Александр Серафимович - Собрание сочинений в четырех томах. Том 2 Страница 44
Александр Серафимович - Собрание сочинений в четырех томах. Том 2 читать онлайн бесплатно
Завязалась борьба. Во время смуты он поднялся во весь свой громадный рост и крикнул:
— Так будьте ж вы прокляты!
И ушел.
Тяжкая жизнь началась. В глухой чаще он бился, как лесной зверь. Спал на земле, дождливую зиму провел в шалаше. Жилы тянулись от нечеловеческого труда и напряжения.
А через десять лет, через десять лет он — стяжатель, какого округа еще не видала. Он умеет выжать из людей все и бросить пустую, смятую кожу. Его ненавидят и боятся, — так и надо.
Люди, как зверье: полезных приручи, воспользуйся, вредных уничтожь. И женщины, — возьми, когда нужно, и выбрось, когда не нужно. И, может быть, потому они так и льнули к нему всегда: «Рабье поколение, ищущее господина и хозяина своего».
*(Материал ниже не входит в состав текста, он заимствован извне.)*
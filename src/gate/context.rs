//! Per-request context that carries the resolved credential to downstream handlers.

// self
use crate::{_prelude::*, auth::TokenSecret};

/// Outgoing context for one inbound request.
///
/// The gate attaches the credential here; handlers read it back instead of querying the store.
#[derive(Clone, Debug, Default)]
pub struct RequestContext {
	credential: Option<TokenSecret>,
}
impl RequestContext {
	/// Creates an empty context.
	pub fn new() -> Self {
		Self::default()
	}

	/// Attaches (or replaces) the bearer credential.
	pub fn attach(&mut self, credential: TokenSecret) {
		self.credential = Some(credential);
	}

	/// Returns the attached credential, if any.
	pub fn credential(&self) -> Option<&TokenSecret> {
		self.credential.as_ref()
	}

	/// Returns `true` once the gate attached a credential.
	pub fn is_authorized(&self) -> bool {
		self.credential.is_some()
	}

	/// Renders the `Authorization` header value (`Bearer <token>`).
	pub fn authorization(&self) -> Option<String> {
		self.credential.as_ref().map(|secret| format!("Bearer {}", secret.expose()))
	}

	/// Applies the attached credential to an outgoing upstream request.
	#[cfg(feature = "reqwest")]
	pub fn authorize(&self, builder: reqwest::RequestBuilder) -> reqwest::RequestBuilder {
		match self.credential.as_ref() {
			Some(secret) => builder.bearer_auth(secret.expose()),
			None => builder,
		}
	}
}
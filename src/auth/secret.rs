//! Secure token secret wrapper that redacts sensitive material.

// self
use crate::_prelude::*;

/// Redacted token secret wrapper keeping sensitive material out of logs.
#[derive(Clone, PartialEq, Eq, Serialize, Deserialize)]
pub struct TokenSecret(String);
impl TokenSecret {
	/// Wraps a new secret string.
	pub fn new(value: impl Into<String>) -> Self {
		Self(value.into())
	}

	/// Returns the inner token value. Callers must avoid logging this string.
	pub fn expose(&self) -> &str {
		&self.0
	}
}
impl AsRef<str> for TokenSecret {
	fn as_ref(&self) -> &str {
		self.expose()
	}
}
impl Debug for TokenSecret {
	fn fmt(&self, f: &mut Formatter) -> FmtResult {
		f.debug_tuple("TokenSecret").field(&"<redacted>").finish()
	}
}
impl Display for TokenSecret {
	fn fmt(&self, f: &mut Formatter) -> FmtResult {
		f.write_str("<redacted>")
	}
}

#[cfg(test)]
mod tests {
	// self
	use super::*;

	#[test]
	fn secret_formatters_redact() {
		let secret = TokenSecret::new("super-secret");

		assert_eq!(format!("{secret:?}"), "TokenSecret(\"<redacted>\")");
		assert_eq!(format!("{secret}"), "<redacted>");
		assert_eq!(secret.expose(), "super-secret");
	}
}
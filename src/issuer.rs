//! Token issuer contract plus the account-credentials client that talks to the identity provider.
//!
//! [`TokenIssuer`] is the seam the gate depends on: one call, one fresh [`Credential`] or one
//! [`IssueFailure`]. [`AccountCredentialsIssuer`] implements it over any [`TokenHttpClient`],
//! using an [`IssuerDescriptor`] for the endpoint and [`ClientCredentials`] for the secrets.
//!
//! [`TokenHttpClient`]: crate::http::TokenHttpClient

pub mod account_credentials;
pub mod credentials;
pub mod descriptor;

pub use account_credentials::*;
pub use credentials::*;
pub use descriptor::*;

// self
use crate::{_prelude::*, auth::Credential, error::IssueFailure};

/// Boxed future returned by [`TokenIssuer::fetch`].
pub type IssueFuture<'a> =
	Pin<Box<dyn Future<Output = Result<Credential, IssueFailure>> + 'a + Send>>;

/// Mints fresh credentials.
pub trait TokenIssuer
where
	Self: Send + Sync,
{
	/// Requests a new credential from the identity provider.
	///
	/// Every problem (network, authentication, malformed response, missing secrets) is reported
	/// through [`IssueFailure`]; implementations never panic.
	fn fetch(&self) -> IssueFuture<'_>;
}
//! Credential models handed out by the gate.

pub mod credential;
pub mod secret;

pub use credential::*;
pub use secret::*;
//! Account-credentials token exchange with explicit failure mapping.
//!
//! The issuer posts `grant_type=account_credentials&account_id=<id>` to the descriptor's token
//! endpoint with HTTP Basic client authentication, then classifies the response:
//!
//! - 2xx with `{access_token, expires_in}` becomes a [`Credential`];
//! - any other status becomes an [`IssueFailure`] carrying that status and the provider's
//!   `message` (falling back to `reason`, `error_description`, `error`, or a body preview);
//! - transport failures become an [`IssueFailure`] without a status.

// self
use crate::{
	_prelude::*,
	auth::Credential,
	error::IssueFailure,
	http::{TokenHttpClient, TokenHttpRequest, TokenHttpResponse},
	issuer::{
		ClientAuthMethod, ClientCredentials, GrantType, IssueFuture, IssuerDescriptor, TokenIssuer,
	},
	obs::{self, FlowKind, FlowOutcome, FlowSpan},
};
#[cfg(feature = "reqwest")] use crate::{error::ConfigError, http::ReqwestHttpClient};

const BODY_PREVIEW_LIMIT: usize = 256;
// Ten years; anything longer is treated as a broken response.
const MAX_EXPIRES_IN_SECS: i64 = 10 * 365 * 24 * 60 * 60;

#[cfg(feature = "reqwest")]
/// Issuer specialized for the crate's default reqwest transport.
pub type ReqwestIssuer = AccountCredentialsIssuer<ReqwestHttpClient>;

/// [`TokenIssuer`] that exchanges process-held client secrets for a bearer credential.
pub struct AccountCredentialsIssuer<C>
where
	C: ?Sized + TokenHttpClient,
{
	/// HTTP client wrapper used for every token request.
	pub http_client: Arc<C>,
	/// Token endpoint description.
	pub descriptor: IssuerDescriptor,
	/// Client secrets presented to the endpoint.
	pub credentials: ClientCredentials,
}
impl<C> AccountCredentialsIssuer<C>
where
	C: ?Sized + TokenHttpClient,
{
	/// Creates an issuer that reuses the caller-provided transport.
	pub fn with_http_client(
		descriptor: IssuerDescriptor,
		credentials: ClientCredentials,
		http_client: impl Into<Arc<C>>,
	) -> Self {
		Self { http_client: http_client.into(), descriptor, credentials }
	}

	/// Performs one token exchange.
	pub async fn exchange(&self) -> Result<Credential, IssueFailure> {
		const KIND: FlowKind = FlowKind::Issue;

		let span = FlowSpan::new(KIND, self.descriptor.grant.as_str());

		obs::record_flow_outcome(KIND, FlowOutcome::Attempt);

		let result = span
			.instrument(async move {
				let request = self.build_request()?;
				let response = self
					.http_client
					.post_form(request)
					.await
					.map_err(|err| map_transport_error(&err))?;

				map_token_response(&response)
			})
			.await;

		match &result {
			Ok(_) => {
				obs::record_flow_outcome(KIND, FlowOutcome::Success);
				obs::log_flow_event(KIND, "issued");
			},
			Err(failure) => {
				obs::record_flow_outcome(KIND, FlowOutcome::Failure);
				obs::log_flow_failure(KIND, failure.status, &failure.message);
			},
		}

		result
	}

	fn build_request(&self) -> Result<TokenHttpRequest, IssueFailure> {
		let grant = self.descriptor.grant;
		let mut form = vec![("grant_type".to_owned(), grant.as_str().to_owned())];

		if matches!(grant, GrantType::AccountCredentials) {
			form.push(("account_id".into(), self.credentials.require_account_id()?.to_owned()));
		}

		let authorization = match self.descriptor.client_auth_method {
			ClientAuthMethod::ClientSecretBasic => Some(self.credentials.basic_authorization()?),
			ClientAuthMethod::ClientSecretPost => {
				let (client_id, client_secret) = self.credentials.require_client()?;

				form.push(("client_id".into(), client_id.to_owned()));
				form.push(("client_secret".into(), client_secret.expose().to_owned()));

				None
			},
		};

		Ok(TokenHttpRequest { url: self.descriptor.token_endpoint.clone(), authorization, form })
	}
}
#[cfg(feature = "reqwest")]
impl AccountCredentialsIssuer<ReqwestHttpClient> {
	/// Creates an issuer backed by a fresh reqwest client that refuses redirects.
	pub fn new(
		descriptor: IssuerDescriptor,
		credentials: ClientCredentials,
	) -> Result<Self, ConfigError> {
		Ok(Self::with_http_client(descriptor, credentials, ReqwestHttpClient::new()?))
	}

	/// Wires the issuer entirely from the process environment.
	///
	/// Only the endpoint is validated here; missing secrets surface on the first fetch.
	pub fn from_env() -> Result<Self, ConfigError> {
		Self::new(IssuerDescriptor::from_env()?, ClientCredentials::from_env())
	}
}
impl<C> TokenIssuer for AccountCredentialsIssuer<C>
where
	C: ?Sized + TokenHttpClient,
{
	fn fetch(&self) -> IssueFuture<'_> {
		Box::pin(self.exchange())
	}
}
impl<C> Debug for AccountCredentialsIssuer<C>
where
	C: ?Sized + TokenHttpClient,
{
	fn fmt(&self, f: &mut Formatter) -> FmtResult {
		f.debug_struct("AccountCredentialsIssuer")
			.field("descriptor", &self.descriptor)
			.field("credentials", &self.credentials)
			.finish()
	}
}

#[derive(Deserialize)]
struct TokenResponse {
	access_token: String,
	expires_in: Option<i64>,
}

#[derive(Deserialize)]
struct ErrorResponse {
	message: Option<String>,
	reason: Option<String>,
	error_description: Option<String>,
	error: Option<String>,
}
impl ErrorResponse {
	fn into_message(self) -> Option<String> {
		[self.message, self.reason, self.error_description, self.error]
			.into_iter()
			.flatten()
			.find(|value| !value.trim().is_empty())
	}
}

fn map_token_response(response: &TokenHttpResponse) -> Result<Credential, IssueFailure> {
	if !response.is_success() {
		return Err(map_error_response(response));
	}

	let status = response.status;
	let mut de = serde_json::Deserializer::from_slice(&response.body);
	let parsed: TokenResponse = serde_path_to_error::deserialize(&mut de).map_err(|err| {
		IssueFailure::with_status(
			status,
			format!("Token endpoint returned malformed JSON at `{}`: {}", err.path(), err.inner()),
		)
	})?;

	if parsed.access_token.is_empty() {
		return Err(IssueFailure::with_status(
			status,
			"Token endpoint returned an empty access_token.",
		));
	}

	let expires_in = parsed.expires_in.ok_or_else(|| {
		IssueFailure::with_status(status, "Token endpoint response is missing expires_in.")
	})?;

	if expires_in <= 0 {
		return Err(IssueFailure::with_status(status, "The expires_in value must be positive."));
	}
	if expires_in > MAX_EXPIRES_IN_SECS {
		return Err(IssueFailure::with_status(
			status,
			"The expires_in value exceeds the supported range.",
		));
	}

	Ok(Credential::new(parsed.access_token, Duration::seconds(expires_in)))
}

fn map_error_response(response: &TokenHttpResponse) -> IssueFailure {
	let status = response.status;
	let message = serde_json::from_slice::<ErrorResponse>(&response.body)
		.ok()
		.and_then(ErrorResponse::into_message)
		.or_else(|| body_preview(&response.body))
		.unwrap_or_else(|| format!("Token endpoint responded with HTTP {status}."));

	IssueFailure::with_status(status, message)
}

fn map_transport_error(err: &(dyn StdError + 'static)) -> IssueFailure {
	let mut message = err.to_string();
	let mut source = err.source();

	while let Some(inner) = source {
		message.push_str(": ");
		message.push_str(&inner.to_string());

		source = inner.source();
	}

	IssueFailure::without_status(message)
}

fn body_preview(body: &[u8]) -> Option<String> {
	let text = String::from_utf8_lossy(body);
	let trimmed = text.trim();

	if trimmed.is_empty() {
		return None;
	}

	Some(trimmed.chars().take(BODY_PREVIEW_LIMIT).collect())
}
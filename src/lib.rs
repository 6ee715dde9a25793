//! Short-lived OAuth credential cache: TTL-backed token stores, single-flight refresh, and a
//! per-request gate that attaches bearer credentials for upstream calls.

#![deny(clippy::all, missing_docs, unused_crate_dependencies)]

pub mod auth;
pub mod error;
pub mod gate;
pub mod http;
pub mod issuer;
pub mod obs;
pub mod store;
#[cfg(all(any(test, feature = "test"), feature = "reqwest"))]
pub mod _preludet {
	//! Convenience re-exports and helpers for integration tests; enabled via `cfg(test)` or the
	//! `test` crate feature.

	pub use crate::_prelude::*;

	// self
	use crate::{
		gate::CredentialGate,
		http::ReqwestHttpClient,
		issuer::{ClientCredentials, IssuerDescriptor, ReqwestIssuer, TokenIssuer},
		store::{CredentialStore, MemoryStore},
	};

	/// Builds a reqwest HTTP client that accepts the self-signed certificates produced by
	/// `httpmock` during tests.
	pub fn test_reqwest_http_client() -> ReqwestHttpClient {
		let client = ReqwestClient::builder()
			.danger_accept_invalid_certs(true)
			.danger_accept_invalid_hostnames(true)
			.build()
			.expect("Failed to build insecure Reqwest client for tests.");

		ReqwestHttpClient::with_client(client)
	}

	/// Builds an HTTPS-only descriptor pointing at `token_url`.
	pub fn test_descriptor(token_url: &str) -> IssuerDescriptor {
		IssuerDescriptor::builder()
			.token_endpoint(Url::parse(token_url).expect("Mock token endpoint should parse."))
			.build()
			.expect("Mock token endpoint should pass descriptor validation.")
	}

	/// Constructs a reqwest-backed issuer for the provided descriptor + secrets.
	pub fn build_reqwest_test_issuer(
		descriptor: IssuerDescriptor,
		credentials: ClientCredentials,
	) -> ReqwestIssuer {
		ReqwestIssuer::with_http_client(
			descriptor,
			credentials,
			test_reqwest_http_client(),
		)
	}

	/// Constructs a [`CredentialGate`] backed by an in-memory store and the reqwest issuer used
	/// across integration tests.
	pub fn build_reqwest_test_gate(
		descriptor: IssuerDescriptor,
		credentials: ClientCredentials,
	) -> (CredentialGate, Arc<MemoryStore>) {
		let store_backend = Arc::new(MemoryStore::default());
		let store: Arc<dyn CredentialStore> = store_backend.clone();
		let issuer: Arc<dyn TokenIssuer> =
			Arc::new(build_reqwest_test_issuer(descriptor, credentials));

		(CredentialGate::new(store, issuer), store_backend)
	}
}

mod _prelude {
	pub use std::{
		collections::HashMap,
		error::Error as StdError,
		fmt::{Debug, Display, Formatter, Result as FmtResult},
		future::Future,
		pin::Pin,
		sync::Arc,
	};

	pub use async_lock::Mutex as AsyncMutex;
	pub use parking_lot::{Mutex, RwLock};
	#[cfg(feature = "reqwest")]
	pub use reqwest::{Client as ReqwestClient, Error as ReqwestError};
	pub use serde::{Deserialize, Serialize};
	pub use thiserror::Error as ThisError;
	pub use time::{Duration, OffsetDateTime};
	pub use url::Url;

	pub use crate::error::{Error, Result};
}

#[cfg(feature = "reqwest")] pub use reqwest;
pub use url;
#[cfg(all(test, feature = "reqwest"))] use {color_eyre as _, httpmock as _};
Любовь?.. Он усмехнулся. Любовь — это очень элементарно и просто.
А в темноте проступили серые глаза, полные доброй ласки и затаенно грустные...
Он скрипнул зубами и стал огибать чащу по свернувшей дороге. Здесь в прошлом месяце застрелил медведицу с медвежонком.
Прошел верст пять: все время справа, отдаваясь гулом в земле, тяжко вздымалось и падало море. Над черными деревьями стало светлеть, и звезды, все больше бледнея, исчезали.
Потянулись изгороди. Донесся слабо невыспавшийся собачий лай. Жильем потянуло. Он остановился. Справа раздвинулась чаща, и глянул молочно-мутный простор.
«Зачем?.. Куда?»
Человек постоял, опираясь на ружье, потом прошел на прогалину и сел на краю, спустив ноги над отвесным обрывом. Внизу все так же тяжко и мерно шумело, и слабо вспыхивала и гасла белеющая кайма. Чуялся огромный молочно-смутный простор, и на краю его тянулась все светлеющая полоса.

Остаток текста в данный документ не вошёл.